Perguntada sobre quais procedimentos eram usados para realização dos partos, ela respondeu: “Comigo era assim...eu tratava como se fosse o médico, viu, porque minha experiência era...vinha assim como uma intuição que eu tinha. Eu tinha uma intuição de fazer como fazia, eu mesmo não sabia como era, “num” era?...vinha aquela intuição então eu fazia...quando vinha a criança, quando a criança era homem, quando era “mulé” era “pêra” uma intuição que eu tinha, se fosse bom e se fosse ruim, eu tinha intuição, se fosse pra mim, se fosse pra o médico, eu tinha aquela intuição. Então, graças a Deus fui muito feliz durante os tempos que peguei “minino”, eu fui muito feliz, viu! Deus me protegeu, nunca teve nada nas minhas mãos, nunca aconteceu nada comigo, graças a Deus!”


E foi assim em todos os 2.100 (dois mil e cem) partos feitos por esta filha de Nanã e Ogum: pela intuição, pelo cuidado e amor ao próximo, pela sensibilidade e respeito à energia que entornava este ato sagrado. Nunca pôs em risco a vida dos bebês tampouco das parturientes.

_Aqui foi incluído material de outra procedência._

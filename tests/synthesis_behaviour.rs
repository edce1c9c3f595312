use std::collections::BTreeMap;

use codeloom::dag::resolve::resolve;
use codeloom::dag::subtask::SubtaskKind;
use codeloom::sched::record::{ExecutionRecord, FailureCause};
use codeloom::synth::synthesize;
use codeloom_test_utils::builders::{draft, DraftBuilder};
use codeloom_test_utils::init_tracing;

fn success_record(id: &str, output: &str) -> ExecutionRecord {
    let mut record = ExecutionRecord::dispatched(id.to_string(), "fake".to_string(), false);
    record.finalize_success(output.to_string(), 1);
    record
}

fn failure_record(id: &str) -> ExecutionRecord {
    let mut record = ExecutionRecord::dispatched(id.to_string(), "fake".to_string(), false);
    record.finalize_failure(
        FailureCause::Backend {
            kind: codeloom::exec::backend::BackendErrorKind::ServerError,
            message: "boom".to_string(),
        },
        1,
    );
    record
}

#[test]
fn single_subtask_output_passes_through_unmodified() {
    init_tracing();

    let (graph, _) = resolve(vec![draft("only", &[])]);
    let mut records = BTreeMap::new();
    // Deliberately odd formatting; passthrough must not touch it.
    records.insert(
        "only".to_string(),
        success_record("only", "  x  \n\n\ttrailing tab\t"),
    );

    let outcome = synthesize(&graph, &records);
    assert_eq!(outcome.artifact, "  x  \n\n\ttrailing tab\t");
    assert!(!outcome.summary.degraded);
    assert_eq!(outcome.summary.terminal_branches, vec!["only".to_string()]);
}

#[test]
fn failed_validation_falls_back_to_labeled_concatenation() {
    init_tracing();

    // The top of the chain claims to produce a class, but neither output
    // carries anything class-shaped, so the merge check must reject it.
    let drafts = vec![
        draft("base", &[]),
        DraftBuilder::new("top", "wrap it all up")
            .depends_on("base")
            .kind(SubtaskKind::Class)
            .build(),
    ];
    let (graph, _) = resolve(drafts);

    let mut records = BTreeMap::new();
    records.insert(
        "base".to_string(),
        success_record("base", "plain prose body one"),
    );
    records.insert(
        "top".to_string(),
        success_record("top", "plain prose body two"),
    );

    let outcome = synthesize(&graph, &records);

    assert!(outcome.summary.degraded);
    assert_eq!(outcome.summary.fallback_groups, vec!["top".to_string()]);

    // Every original output is still present, labeled by description.
    assert!(outcome.artifact.contains("---- unmerged: subtask base ----"));
    assert!(outcome.artifact.contains("plain prose body one"));
    assert!(outcome.artifact.contains("---- unmerged: wrap it all up ----"));
    assert!(outcome.artifact.contains("plain prose body two"));
}

#[test]
fn multiple_terminal_branches_are_concatenated_with_separators() {
    init_tracing();

    let (graph, _) = resolve(vec![draft("left", &[]), draft("right", &[])]);

    let mut records = BTreeMap::new();
    records.insert(
        "left".to_string(),
        success_record("left", "left branch payload"),
    );
    records.insert(
        "right".to_string(),
        success_record("right", "right branch payload"),
    );

    let outcome = synthesize(&graph, &records);

    assert_eq!(
        outcome.summary.terminal_branches,
        vec!["left".to_string(), "right".to_string()]
    );
    assert!(outcome.artifact.contains("======== branch: left ========"));
    assert!(outcome.artifact.contains("left branch payload"));
    assert!(outcome.artifact.contains("======== branch: right ========"));
    assert!(outcome.artifact.contains("right branch payload"));
}

#[test]
fn diamond_includes_the_shared_ancestor_once() {
    init_tracing();

    let drafts = vec![
        draft("a", &[]),
        draft("b", &["a"]),
        draft("c", &["a"]),
        draft("d", &["b", "c"]),
    ];
    let (graph, _) = resolve(drafts);

    let mut records = BTreeMap::new();
    records.insert("a".to_string(), success_record("a", "alpha-payload body"));
    records.insert("b".to_string(), success_record("b", "beta-payload body"));
    records.insert("c".to_string(), success_record("c", "gamma-payload body"));
    records.insert("d".to_string(), success_record("d", "delta-payload body"));

    let outcome = synthesize(&graph, &records);

    // The shared ancestor appears exactly once despite two paths to d.
    assert_eq!(outcome.artifact.matches("alpha-payload").count(), 1);
    assert_eq!(outcome.artifact.matches("beta-payload").count(), 1);
    assert_eq!(outcome.artifact.matches("gamma-payload").count(), 1);
    assert_eq!(outcome.artifact.matches("delta-payload").count(), 1);
    assert_eq!(outcome.summary.terminal_branches, vec!["d".to_string()]);
}

#[test]
fn all_failed_still_yields_a_marked_listing() {
    init_tracing();

    let (graph, _) = resolve(vec![draft("w", &[]), draft("v", &["w"])]);

    let mut records = BTreeMap::new();
    records.insert("w".to_string(), failure_record("w"));
    // v never ran: blocked by w.
    records.insert(
        "v".to_string(),
        ExecutionRecord::blocked("v".to_string(), "w".to_string()),
    );

    let outcome = synthesize(&graph, &records);

    assert!(outcome.summary.degraded);
    assert!(outcome
        .artifact
        .starts_with("automatic integration failed: no subtask produced usable output"));
    assert!(outcome.artifact.contains("---- w ----"));
    assert!(outcome.artifact.contains("<failed: backend error (server_error): boom>"));
    assert!(outcome.artifact.contains("---- v ----"));
    assert!(outcome
        .artifact
        .contains("<failed: blocked by failed dependency 'w'>"));
}

#[test]
fn partial_failure_keeps_the_successful_frontier() {
    init_tracing();

    // mid fails, so top never consumes base; base's merged unit becomes the
    // surviving terminal branch.
    let drafts = vec![
        draft("base", &[]),
        draft("mid", &["base"]),
        draft("top", &["mid"]),
    ];
    let (graph, _) = resolve(drafts);

    let mut records = BTreeMap::new();
    records.insert(
        "base".to_string(),
        success_record("base", "base survived fine"),
    );
    records.insert("mid".to_string(), failure_record("mid"));
    records.insert(
        "top".to_string(),
        ExecutionRecord::blocked("top".to_string(), "mid".to_string()),
    );

    let outcome = synthesize(&graph, &records);

    assert_eq!(outcome.artifact, "base survived fine");
    assert_eq!(outcome.summary.terminal_branches, vec!["base".to_string()]);
    assert!(!outcome.summary.degraded);
}
// tests/worker_retry.rs
//
// Drives the per-subtask attempt loop directly against a scripted backend.
// Every test runs on paused virtual time, so backoff windows and deadlines
// elapse instantly.

use std::sync::Arc;
use std::time::Duration;

use codeloom::exec::backend::{BackendErrorKind, BackendRequest};
use codeloom::exec::backoff::{BASE_DELAY, MAX_ATTEMPTS, MAX_DELAY, RateGate};
use codeloom::exec::worker::{WorkerOutcome, run_subtask};
use codeloom::sched::record::FailureCause;
use codeloom_test_utils::fake_backend::FakeBackend;
use codeloom_test_utils::init_tracing;
use tokio::sync::watch;
use tokio::time::Instant;

fn request(subtask_id: &str, deadline: Duration) -> BackendRequest {
    BackendRequest {
        subtask_id: subtask_id.to_string(),
        prompt: format!("write {subtask_id}"),
        deadline,
    }
}

#[tokio::test(start_paused = true)]
async fn backoff_windows_double_per_backend_up_to_the_cap() {
    init_tracing();
    let gate = RateGate::new();

    assert_eq!(gate.next_delay("m").await, BASE_DELAY);
    gate.note_rate_limited("m").await;
    assert_eq!(gate.next_delay("m").await, Duration::from_secs(2));
    gate.note_rate_limited("m").await;
    assert_eq!(gate.next_delay("m").await, Duration::from_secs(4));
    gate.note_rate_limited("m").await;
    assert_eq!(gate.next_delay("m").await, MAX_DELAY);
    gate.note_rate_limited("m").await;
    assert_eq!(gate.next_delay("m").await, MAX_DELAY);

    // The gate is keyed per backend and resets after a success.
    assert_eq!(gate.next_delay("other").await, BASE_DELAY);
    gate.note_success("m").await;
    assert_eq!(gate.next_delay("m").await, BASE_DELAY);
}

#[tokio::test(start_paused = true)]
async fn armed_window_delays_the_next_dispatch() {
    init_tracing();
    let gate = RateGate::new();
    let (_cancel_tx, mut cancel_rx) = watch::channel(false);

    gate.note_rate_limited("m").await;
    let start = Instant::now();
    assert!(gate.wait_ready("m", &mut cancel_rx).await);
    assert!(start.elapsed() >= BASE_DELAY);

    // Other backends pass through immediately.
    let start = Instant::now();
    assert!(gate.wait_ready("other", &mut cancel_rx).await);
    assert_eq!(start.elapsed(), Duration::ZERO);
}

#[tokio::test(start_paused = true)]
async fn deadline_overrun_fails_without_retry() {
    init_tracing();
    let backend = Arc::new(FakeBackend::new("m"));
    backend.hang("stuck");
    let gate = Arc::new(RateGate::new());
    let (_cancel_tx, cancel_rx) = watch::channel(false);

    let outcome = run_subtask(
        backend.clone(),
        gate,
        request("stuck", Duration::from_millis(50)),
        cancel_rx,
    )
    .await;

    match outcome {
        WorkerOutcome::Failed { cause, attempts } => {
            assert_eq!(cause, FailureCause::Timeout { deadline_ms: 50 });
            assert_eq!(attempts, 1);
        }
        other => panic!("expected a timeout failure, got {other:?}"),
    }
    assert_eq!(backend.call_count("stuck"), 1);
}

#[tokio::test(start_paused = true)]
async fn transient_rate_limits_retry_inside_the_budget() {
    init_tracing();
    let backend = Arc::new(FakeBackend::new("m"));
    backend.rate_limited_times("flaky", 2, "settled after backoff");
    let gate = Arc::new(RateGate::new());
    let (_cancel_tx, cancel_rx) = watch::channel(false);

    let start = Instant::now();
    let outcome = run_subtask(
        backend.clone(),
        gate,
        request("flaky", Duration::from_secs(30)),
        cancel_rx,
    )
    .await;

    match outcome {
        WorkerOutcome::Succeeded { text, attempts, .. } => {
            assert_eq!(text, "settled after backoff");
            assert_eq!(attempts, 3);
        }
        other => panic!("expected success after retries, got {other:?}"),
    }
    assert_eq!(backend.call_count("flaky"), 3);
    // Two windows elapsed between the three attempts: 1s then 2s.
    assert!(start.elapsed() >= Duration::from_secs(3));
}

#[tokio::test(start_paused = true)]
async fn persistent_rate_limiting_exhausts_the_attempt_budget() {
    init_tracing();
    let backend = Arc::new(FakeBackend::new("m"));
    backend.fail("jammed", BackendErrorKind::RateLimited, "try later");
    let gate = Arc::new(RateGate::new());
    let (_cancel_tx, cancel_rx) = watch::channel(false);

    let outcome = run_subtask(
        backend.clone(),
        gate,
        request("jammed", Duration::from_secs(30)),
        cancel_rx,
    )
    .await;

    match outcome {
        WorkerOutcome::Failed { cause, attempts } => {
            assert_eq!(
                cause,
                FailureCause::RateLimitExhausted {
                    attempts: MAX_ATTEMPTS
                }
            );
            assert_eq!(attempts, MAX_ATTEMPTS);
        }
        other => panic!("expected rate-limit exhaustion, got {other:?}"),
    }
    assert_eq!(backend.call_count("jammed"), MAX_ATTEMPTS as usize);
}

#[tokio::test(start_paused = true)]
async fn server_errors_fail_immediately_without_retry() {
    init_tracing();
    let backend = Arc::new(FakeBackend::new("m"));
    backend.fail("broken", BackendErrorKind::ServerError, "boom");
    let gate = Arc::new(RateGate::new());
    let (_cancel_tx, cancel_rx) = watch::channel(false);

    let outcome = run_subtask(
        backend.clone(),
        gate,
        request("broken", Duration::from_secs(30)),
        cancel_rx,
    )
    .await;

    match outcome {
        WorkerOutcome::Failed { cause, attempts } => {
            assert_eq!(
                cause,
                FailureCause::Backend {
                    kind: BackendErrorKind::ServerError,
                    message: "boom".to_string(),
                }
            );
            assert_eq!(attempts, 1);
        }
        other => panic!("expected a backend failure, got {other:?}"),
    }
    assert_eq!(backend.call_count("broken"), 1);
}

#[tokio::test(start_paused = true)]
async fn backend_reported_timeout_follows_deadline_policy() {
    init_tracing();
    let backend = Arc::new(FakeBackend::new("m"));
    backend.fail("late", BackendErrorKind::Timeout, "took too long upstream");
    let gate = Arc::new(RateGate::new());
    let (_cancel_tx, cancel_rx) = watch::channel(false);

    let outcome = run_subtask(
        backend.clone(),
        gate,
        request("late", Duration::from_secs(2)),
        cancel_rx,
    )
    .await;

    match outcome {
        WorkerOutcome::Failed { cause, attempts } => {
            assert_eq!(cause, FailureCause::Timeout { deadline_ms: 2_000 });
            assert_eq!(attempts, 1);
        }
        other => panic!("expected a timeout failure, got {other:?}"),
    }
}

#[tokio::test(start_paused = true)]
async fn cancellation_interrupts_a_backoff_wait() {
    init_tracing();
    let backend = Arc::new(FakeBackend::new("m"));
    backend.fail("jammed", BackendErrorKind::RateLimited, "try later");
    let gate = Arc::new(RateGate::new());
    let (cancel_tx, cancel_rx) = watch::channel(false);

    tokio::spawn(async move {
        tokio::time::sleep(Duration::from_millis(100)).await;
        let _ = cancel_tx.send(true);
    });

    let outcome = run_subtask(
        backend.clone(),
        gate,
        request("jammed", Duration::from_secs(30)),
        cancel_rx,
    )
    .await;

    match outcome {
        WorkerOutcome::Failed { cause, attempts } => {
            assert_eq!(cause, FailureCause::Cancelled);
            assert_eq!(attempts, 2);
        }
        other => panic!("expected a cancellation, got {other:?}"),
    }
    // The first attempt went out; the second never left the backoff gate.
    assert_eq!(backend.call_count("jammed"), 1);
}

Mulher de fibra, solidária, alegre e festeira. Nos carnavais antigos, aqueles que não voltam mais, cordão de caboclo igual ao seu não existia; ela reunia um grupo com homens, mulheres, crianças e, fantasiados de entidades das matas, serpenteavam pelas ruas da cidade, entoando músicas, lamentos, chulas e puluxias. Dançava, sambava, rodava, reverenciava as entidades indígenas e africanas, tudo com muita vivacidade, entusiasmo e respeito.

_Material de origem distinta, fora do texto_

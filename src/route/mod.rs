// src/route/mod.rs

//! Backend catalog and per-subtask routing.
//!
//! - [`catalog`] describes the candidate backends (tier, tags, cost,
//!   context window, availability) in ranked preference order.
//! - [`router`] assigns each subtask a backend from a catalog snapshot.

pub mod catalog;
pub mod router;

pub use catalog::{BackendCatalog, BackendDescriptor};
pub use router::{Assignment, RoutingTable, assign, route_graph};
use std::fs;

use codeloom::config::{load_and_validate, load_from_path};
use codeloom::dag::subtask::{ModelTier, SubtaskKind};
use codeloom::errors::CodeloomError;
use codeloom_test_utils::init_tracing;
use tempfile::tempdir;

const GOOD_PLAN: &str = r#"
task = "build a small parser"

[options]
max_concurrency = 2

[backend.local]
cmd = "ollama-bridge"
tier = "small"

[backend.remote]
cmd = "api-bridge"
tier = "remote"
cost_per_unit = 0.02
context_window = 32000
tags = ["function", "class", "module"]

[subtask.grammar]
description = "write the grammar"
complexity = 0.4
kind = "module"

[subtask.codegen]
description = "generate the parser from the grammar"
deps = ["grammar"]
work_units = 400
"#;

fn write_plan(contents: &str) -> (tempfile::TempDir, std::path::PathBuf) {
    let dir = tempdir().unwrap();
    let path = dir.path().join("Codeloom.toml");
    fs::write(&path, contents).unwrap();
    (dir, path)
}

#[test]
fn valid_plan_loads_with_defaults_filled_in() {
    init_tracing();

    let (_dir, path) = write_plan(GOOD_PLAN);
    let plan = load_and_validate(&path).unwrap();

    assert_eq!(plan.task_text(), "build a small parser");
    assert!(plan.has_subtasks());

    let options = plan.run_options();
    assert_eq!(options.max_concurrency, 2);
    assert_eq!(options.max_subtask_timeout_ms, 120_000);
    assert!(options.prefer_low_cost);

    // Sections come out in id order.
    let drafts = plan.drafts();
    assert_eq!(drafts.len(), 2);
    assert_eq!(drafts[0].id, "codegen");
    assert_eq!(drafts[0].dependencies, vec!["grammar".to_string()]);
    assert_eq!(drafts[0].work_units, 400);
    assert_eq!(drafts[1].id, "grammar");
    assert_eq!(drafts[1].kind, SubtaskKind::Module);

    let descriptors = plan.descriptors();
    assert_eq!(descriptors.len(), 2);
    assert_eq!(descriptors[0].id, "local");
    assert_eq!(descriptors[0].tier, ModelTier::Small);
    assert_eq!(descriptors[0].context_window, 8_192);
    // An omitted tag list means capable of everything.
    assert!(descriptors[0].tags.len() >= 8);
    assert_eq!(descriptors[1].id, "remote");
    assert_eq!(descriptors[1].tags, vec!["function", "class", "module"]);

    let commands: Vec<(String, String)> = plan
        .commands()
        .map(|(id, cmd)| (id.to_string(), cmd.to_string()))
        .collect();
    assert!(commands.contains(&("local".to_string(), "ollama-bridge".to_string())));
}

#[test]
fn plan_without_backends_is_rejected() {
    let (_dir, path) = write_plan(
        r#"
task = "no way to run this"

[subtask.one]
description = "the only step"
"#,
    );

    let err = load_and_validate(&path).unwrap_err();
    assert!(matches!(err, CodeloomError::PlanError(_)));
}

#[test]
fn plan_without_task_or_subtasks_is_rejected() {
    let (_dir, path) = write_plan(
        r#"
[backend.local]
cmd = "bridge"
"#,
    );

    let err = load_and_validate(&path).unwrap_err();
    assert!(matches!(err, CodeloomError::PlanError(_)));
}

#[test]
fn unknown_dependency_in_a_plan_is_rejected() {
    let (_dir, path) = write_plan(
        r#"
[backend.local]
cmd = "bridge"

[subtask.a]
description = "first"
deps = ["nowhere"]
"#,
    );

    let err = load_and_validate(&path).unwrap_err();
    match err {
        CodeloomError::PlanError(message) => assert!(message.contains("nowhere")),
        other => panic!("expected PlanError, got {other:?}"),
    }
}

#[test]
fn dependency_cycle_in_a_plan_is_rejected() {
    let (_dir, path) = write_plan(
        r#"
[backend.local]
cmd = "bridge"

[subtask.a]
description = "first"
deps = ["b"]

[subtask.b]
description = "second"
deps = ["a"]
"#,
    );

    let err = load_and_validate(&path).unwrap_err();
    assert!(matches!(err, CodeloomError::PlanError(_)));
}

#[test]
fn out_of_range_complexity_is_rejected() {
    let (_dir, path) = write_plan(
        r#"
[backend.local]
cmd = "bridge"

[subtask.a]
description = "first"
complexity = 1.5
"#,
    );

    let err = load_and_validate(&path).unwrap_err();
    assert!(matches!(err, CodeloomError::PlanError(_)));
}

#[test]
fn missing_file_is_an_io_error() {
    let dir = tempdir().unwrap();
    let path = dir.path().join("does-not-exist.toml");

    let err = load_from_path(&path).unwrap_err();
    assert!(matches!(err, CodeloomError::IoError(_)));
}

#[test]
fn broken_toml_is_a_parse_error() {
    let (_dir, path) = write_plan("task = \"unterminated");

    let err = load_from_path(&path).unwrap_err();
    assert!(matches!(err, CodeloomError::TomlError(_)));
}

Seus carurus espalhavam gente por todos os cômodos da casa, indo parar até na rua. A casa era pequena pra tanta gente que ia se deliciar com seus quitutes e entoar os estribilhos da reza que antecipava a comilança. Em tempo de natal, seu presépio era a coisa mais linda de se ver, fazia questão de reservar o primeiro quarto da casa para sua montagem. Era imponente, primoroso, uma montanha de onde se equilibravam imagens sagradas e outras nem tanto, mas que cumpriam com a função de referência e devoção. Chegou um tempo que o conservava impecável o ano inteiro, ela resolveu, por motivos que não me ficou totalmente esclarecido, não desmontá-lo. Só sei que este presépio possuía uma função de altar de penitências, reverências e dedicação ao culto sagrado do menino Jesus e das suas entidades mágicas.

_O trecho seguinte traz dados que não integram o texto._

// src/exec/command.rs

//! Subprocess-backed [`Backend`] implementation.
//!
//! `CommandBackend` bridges to an external program over a one-shot JSON
//! protocol: a single request frame is written to the child's stdin, and the
//! child answers with a single response frame on stdout before exiting.
//!
//! Request frame:  `{"id": "...", "prompt": "...", "timeout_ms": 120000}`
//! Response frame: `{"ok": true, "text": "...", "usage": 123}` or
//!                 `{"ok": false, "error_kind": "rate_limited", "message": "..."}`
//!
//! Stdout lines that do not parse as a response frame are treated as chatter
//! and logged at debug, so bridge scripts are free to print progress. Stderr
//! is always drained and logged at debug.

use std::future::Future;
use std::pin::Pin;
use std::process::Stdio;

use serde::{Deserialize, Serialize};
use tokio::io::{AsyncBufReadExt, AsyncWriteExt, BufReader};
use tokio::process::{Child, ChildStdin, ChildStdout, Command};
use tokio::sync::watch;
use tracing::{debug, info, warn};

use crate::exec::backend::{
    Backend, BackendError, BackendErrorKind, BackendRequest, BackendResponse,
};

/// One request as the bridge program sees it on stdin.
#[derive(Debug, Serialize)]
struct RequestFrame<'a> {
    id: &'a str,
    prompt: &'a str,
    timeout_ms: u64,
}

/// One response line from the bridge program's stdout.
#[derive(Debug, Deserialize)]
struct ResponseFrame {
    ok: bool,
    #[serde(default)]
    text: Option<String>,
    #[serde(default)]
    usage: Option<u32>,
    #[serde(default)]
    error_kind: Option<BackendErrorKind>,
    #[serde(default)]
    message: Option<String>,
}

impl ResponseFrame {
    fn into_result(self) -> std::result::Result<BackendResponse, BackendError> {
        if self.ok {
            Ok(BackendResponse {
                text: self.text.unwrap_or_default(),
                usage: self.usage,
            })
        } else {
            Err(BackendError::new(
                self.error_kind.unwrap_or(BackendErrorKind::Unknown),
                self.message
                    .unwrap_or_else(|| "bridge reported failure without a message".to_string()),
            ))
        }
    }
}

/// Backend that shells out to a configured command for every invocation.
pub struct CommandBackend {
    id: String,
    cmd: String,
}

impl CommandBackend {
    pub fn new(id: impl Into<String>, cmd: impl Into<String>) -> Self {
        Self {
            id: id.into(),
            cmd: cmd.into(),
        }
    }

    async fn invoke_inner(
        &self,
        request: BackendRequest,
        mut cancel: watch::Receiver<bool>,
    ) -> std::result::Result<BackendResponse, BackendError> {
        info!(
            backend = %self.id,
            subtask = %request.subtask_id,
            cmd = %self.cmd,
            "starting bridge process"
        );

        // Build a shell command appropriate for the platform.
        let mut cmd = if cfg!(windows) {
            let mut c = Command::new("cmd");
            c.arg("/C").arg(&self.cmd);
            c
        } else {
            let mut c = Command::new("sh");
            c.arg("-c").arg(&self.cmd);
            c
        };

        cmd.stdin(Stdio::piped())
            .stdout(Stdio::piped())
            .stderr(Stdio::piped())
            .kill_on_drop(true);

        let mut child = cmd.spawn().map_err(|err| {
            BackendError::new(
                BackendErrorKind::NotFound,
                format!("spawning '{}': {}", self.cmd, err),
            )
        })?;

        let stdin = child.stdin.take();
        let stdout = child.stdout.take();
        let stderr = child.stderr.take();

        // Always consume stderr so buffers don't fill; log at debug.
        if let Some(stderr) = stderr {
            let backend_id = self.id.clone();
            tokio::spawn(async move {
                let reader = BufReader::new(stderr);
                let mut lines = reader.lines();

                while let Ok(Some(line)) = lines.next_line().await {
                    debug!(backend = %backend_id, "stderr: {}", line);
                }
            });
        }

        let frame = serde_json::to_string(&RequestFrame {
            id: &request.subtask_id,
            prompt: &request.prompt,
            timeout_ms: request.deadline.as_millis() as u64,
        })
        .map_err(|err| {
            BackendError::new(
                BackendErrorKind::Unknown,
                format!("encoding request frame: {}", err),
            )
        })?;

        // Either the bridge answers and exits (normal case), or cancellation
        // tears the process down.
        tokio::select! {
            result = drive_bridge(&mut child, stdin, stdout, frame, &self.id) => result,
            changed = cancel.changed() => {
                if changed.is_ok() {
                    info!(
                        backend = %self.id,
                        subtask = %request.subtask_id,
                        "cancellation requested; killing bridge process"
                    );
                    if let Err(err) = child.kill().await {
                        warn!(
                            backend = %self.id,
                            error = %err,
                            "failed to kill bridge process on cancellation"
                        );
                    }
                } else {
                    // Sender dropped; the run is being torn down and
                    // kill_on_drop(true) reaps the child.
                    debug!(
                        backend = %self.id,
                        "cancel channel closed while bridge process was running"
                    );
                }
                Err(BackendError::new(
                    BackendErrorKind::Unknown,
                    "cancelled while the bridge process was running",
                ))
            }
        }
    }
}

impl Backend for CommandBackend {
    fn id(&self) -> &str {
        &self.id
    }

    fn invoke(
        &self,
        request: BackendRequest,
        cancel: watch::Receiver<bool>,
    ) -> Pin<
        Box<
            dyn Future<Output = std::result::Result<BackendResponse, BackendError>> + Send + '_,
        >,
    > {
        Box::pin(async move { self.invoke_inner(request, cancel).await })
    }
}

/// Feed the request frame to the child, scan stdout for a response frame and
/// wait for the process to exit.
///
/// Stdout is drained to EOF even after a frame parses, so a chatty bridge can
/// never deadlock on a full pipe. The first parseable frame wins.
async fn drive_bridge(
    child: &mut Child,
    stdin: Option<ChildStdin>,
    stdout: Option<ChildStdout>,
    frame: String,
    backend_id: &str,
) -> std::result::Result<BackendResponse, BackendError> {
    if let Some(mut stdin) = stdin {
        let write_result = async {
            stdin.write_all(frame.as_bytes()).await?;
            stdin.write_all(b"\n").await?;
            stdin.shutdown().await
        }
        .await;
        if let Err(err) = write_result {
            return Err(BackendError::new(
                BackendErrorKind::ServerError,
                format!("writing request frame to bridge: {}", err),
            ));
        }
    }

    let mut parsed: Option<ResponseFrame> = None;
    if let Some(stdout) = stdout {
        let reader = BufReader::new(stdout);
        let mut lines = reader.lines();

        while let Ok(Some(line)) = lines.next_line().await {
            if parsed.is_none() {
                match serde_json::from_str::<ResponseFrame>(&line) {
                    Ok(frame) => {
                        parsed = Some(frame);
                        continue;
                    }
                    Err(_) => {}
                }
            }
            debug!(backend = %backend_id, "bridge chatter: {}", line);
        }
    }

    let status = child.wait().await.map_err(|err| {
        BackendError::new(
            BackendErrorKind::Unknown,
            format!("waiting for bridge process: {}", err),
        )
    })?;

    debug!(
        backend = %backend_id,
        exit_code = status.code().unwrap_or(-1),
        got_frame = parsed.is_some(),
        "bridge process exited"
    );

    match parsed {
        Some(frame) => frame.into_result(),
        None if status.success() => Err(BackendError::new(
            BackendErrorKind::Unknown,
            "bridge exited without a response frame",
        )),
        None => Err(BackendError::new(
            BackendErrorKind::ServerError,
            format!(
                "bridge exited with status {} and no response frame",
                status.code().unwrap_or(-1)
            ),
        )),
    }
}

E os partos, as festas: Cordão de Caboclo, caruru, presépio/altar... tudo isso foi se perdendo no tempo com a idade avançando e o corpo pedindo repouso, decerto que muita coisa ainda permanece viva, como tudo que até agora relatei e que jamais morrerá, porque enquanto houver história, memória e palavra, existirá a vida dessa grande mulher que há pouco nos deixou.


Partiu quase no esquecimento de uma cidade inteira, já que não morava mais pelas bandas de Ibirataia (e mesmo quando por lá morava as visitas eram poucas), pois precisou ausentar-se da cidade que lhe fez mulher e mãe de vasta prole; ali, na pequena cidade incrustada entre dois rios e altos morros cobertos do que de mata restou, não havia quem lhe reservasse o cuidado e dedicação; fora morar em Eunapólis aos cuidados de parentes e lá subiu aos céus, tranquila, como todos os justos e bons de coração. A vida lhe foi generosa, não lhe dera riquezas materiais, mas lhe deu dois mil e cem filhos, dignidade e vida longa (104 anos).


Hoje, tomado pelo saudosismo e tristeza trazidos pela notícia de sua ausência eterna, rabisco essas breves linhas como um neto que dedica seus poemas à avó e, talvez, as palavras, quaisquer que sejam elas de amor ou gratidão, não sejam capazes de dizer o que realmente senti ao me deparar com aquele ser de aparência frágil e de alma e coração gigantes. Mas é preciso partir do princípio das palavras para compartilhar com você, leitor, o meu encontro com ela, e que as mesmas não podem dizer com precisão e olhos marejados, mas servirão como canal de contato e aproximação!




Mãe Lenita, que Olorum te guie e proteja sempre. Axé!